++++ MATERIAL TO PROCESS ++++

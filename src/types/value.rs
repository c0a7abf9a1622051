//! Runtime field values

use chrono::{DateTime, SecondsFormat, Utc};
use serde::{Deserialize, Serialize};
use std::collections::BTreeMap;
use std::fmt;

/// Field name to value mapping used for raw, converted and derived values.
pub type FieldMap = BTreeMap<String, Value>;

/// Runtime value type that can hold any decoded or converted field.
#[derive(Debug, Clone, PartialEq, Serialize, Deserialize)]
#[serde(untagged)]
pub enum Value {
    UInt(u64),
    Int(i64),
    Float(f64),
    Text(String),
    Time(DateTime<Utc>),
}

impl Value {
    /// Numeric view of the value, if it has one.
    pub fn as_f64(&self) -> Option<f64> {
        match self {
            Value::UInt(v) => Some(*v as f64),
            Value::Int(v) => Some(*v as f64),
            Value::Float(v) => Some(*v),
            Value::Text(_) | Value::Time(_) => None,
        }
    }

    /// Integral view of the value. Floats qualify only when they have no fraction.
    pub fn as_i128(&self) -> Option<i128> {
        match self {
            Value::UInt(v) => Some(i128::from(*v)),
            Value::Int(v) => Some(i128::from(*v)),
            Value::Float(v) if v.is_finite() && v.fract() == 0.0 => Some(*v as i128),
            _ => None,
        }
    }

    /// Integral view narrowed to `i64`.
    pub fn as_i64(&self) -> Option<i64> {
        self.as_i128().and_then(|v| i64::try_from(v).ok())
    }

    /// Replace date-times with their ISO-8601 text form.
    ///
    /// Everything handed to clients goes through this, so no timestamp object
    /// ever reaches a serializer.
    pub fn into_wire(self) -> Value {
        match self {
            Value::Time(t) => Value::Text(iso8601(&t)),
            other => other,
        }
    }
}

/// ISO-8601 rendering used for every date-time leaving the delta engine.
pub fn iso8601(time: &DateTime<Utc>) -> String {
    time.to_rfc3339_opts(SecondsFormat::Micros, true)
}

impl fmt::Display for Value {
    fn fmt(&self, f: &mut fmt::Formatter<'_>) -> fmt::Result {
        match self {
            Value::UInt(v) => write!(f, "{v}"),
            Value::Int(v) => write!(f, "{v}"),
            Value::Float(v) => write!(f, "{v}"),
            Value::Text(v) => f.write_str(v),
            Value::Time(v) => f.write_str(&iso8601(v)),
        }
    }
}

impl From<u64> for Value {
    fn from(v: u64) -> Self {
        Value::UInt(v)
    }
}

impl From<u32> for Value {
    fn from(v: u32) -> Self {
        Value::UInt(u64::from(v))
    }
}

impl From<i64> for Value {
    fn from(v: i64) -> Self {
        Value::Int(v)
    }
}

impl From<i32> for Value {
    fn from(v: i32) -> Self {
        Value::Int(i64::from(v))
    }
}

impl From<f64> for Value {
    fn from(v: f64) -> Self {
        Value::Float(v)
    }
}

impl From<&str> for Value {
    fn from(v: &str) -> Self {
        Value::Text(v.to_string())
    }
}

impl From<String> for Value {
    fn from(v: String) -> Self {
        Value::Text(v)
    }
}

impl From<DateTime<Utc>> for Value {
    fn from(v: DateTime<Utc>) -> Self {
        Value::Time(v)
    }
}
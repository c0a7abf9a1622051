//! Binary telemetry framing.
//!
//! ```text
//! ┌──────────┬───────────────────┬──────────────┐
//! │ 1 byte   │ 4 bytes           │ N bytes      │
//! │ pad (0)  │ packet id (BE)    │ packet bytes │
//! └──────────┴───────────────────┴──────────────┘
//! ```
//!
//! The leading pad byte makes every frame binary for socket layers that sniff
//! content. Packet id 0 with no payload is the keepalive; real ids start at 1.

use bytes::{Buf, BufMut, Bytes, BytesMut};

use crate::types::PacketTypeId;

/// Pad byte value.
pub const PAD: u8 = 0x00;

/// Pad plus packet id.
pub const HEADER_LEN: usize = 5;

/// Packet id reserved for keepalive frames.
pub const KEEPALIVE_ID: PacketTypeId = 0;

/// Frame one packet.
pub fn encode_packet(uid: PacketTypeId, payload: &[u8]) -> Bytes {
    let mut buf = BytesMut::with_capacity(HEADER_LEN + payload.len());
    buf.put_u8(PAD);
    buf.put_u32(uid);
    buf.put_slice(payload);
    buf.freeze()
}

/// The null packet sent after an idle timeout.
pub fn keepalive() -> Bytes {
    encode_packet(KEEPALIVE_ID, &[])
}

/// Split a frame into packet id and payload.
pub fn decode(frame: &[u8]) -> Option<(PacketTypeId, &[u8])> {
    if frame.len() < HEADER_LEN || frame[0] != PAD {
        return None;
    }
    let mut header = &frame[1..HEADER_LEN];
    Some((header.get_u32(), &frame[HEADER_LEN..]))
}

pub fn is_keepalive(frame: &[u8]) -> bool {
    matches!(decode(frame), Some((KEEPALIVE_ID, payload)) if payload.is_empty())
}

++++

:: WORK INSTRUCTION ::
The required answer is the exact run of lines above starting at the line with "impl From<f64> for" and ending at the line with "pub fn decode(frame: &[u8])", with both ends present.

:: SOLUTION TO THIS EXERCISE ::
impl From<f64> for Value {
    fn from(v: f64) -> Self {
        Value::Float(v)
    }
}

impl From<&str> for Value {
    fn from(v: &str) -> Self {
        Value::Text(v.to_string())
    }
}

impl From<String> for Value {
    fn from(v: String) -> Self {
        Value::Text(v)
    }
}

impl From<DateTime<Utc>> for Value {
    fn from(v: DateTime<Utc>) -> Self {
        Value::Time(v)
    }
}
repository c0a7abf9a1622051
//! Binary telemetry framing.
//!
//! ```text
//! ┌──────────┬───────────────────┬──────────────┐
//! │ 1 byte   │ 4 bytes           │ N bytes      │
//! │ pad (0)  │ packet id (BE)    │ packet bytes │
//! └──────────┴───────────────────┴──────────────┘
//! ```
//!
//! The leading pad byte makes every frame binary for socket layers that sniff
//! content. Packet id 0 with no payload is the keepalive; real ids start at 1.

use bytes::{Buf, BufMut, Bytes, BytesMut};

use crate::types::PacketTypeId;

/// Pad byte value.
pub const PAD: u8 = 0x00;

/// Pad plus packet id.
pub const HEADER_LEN: usize = 5;

/// Packet id reserved for keepalive frames.
pub const KEEPALIVE_ID: PacketTypeId = 0;

/// Frame one packet.
pub fn encode_packet(uid: PacketTypeId, payload: &[u8]) -> Bytes {
    let mut buf = BytesMut::with_capacity(HEADER_LEN + payload.len());
    buf.put_u8(PAD);
    buf.put_u32(uid);
    buf.put_slice(payload);
    buf.freeze()
}

/// The null packet sent after an idle timeout.
pub fn keepalive() -> Bytes {
    encode_packet(KEEPALIVE_ID, &[])
}

/// Split a frame into packet id and payload.
pub fn decode(frame: &[u8]) -> Option<(PacketTypeId, &[u8])> {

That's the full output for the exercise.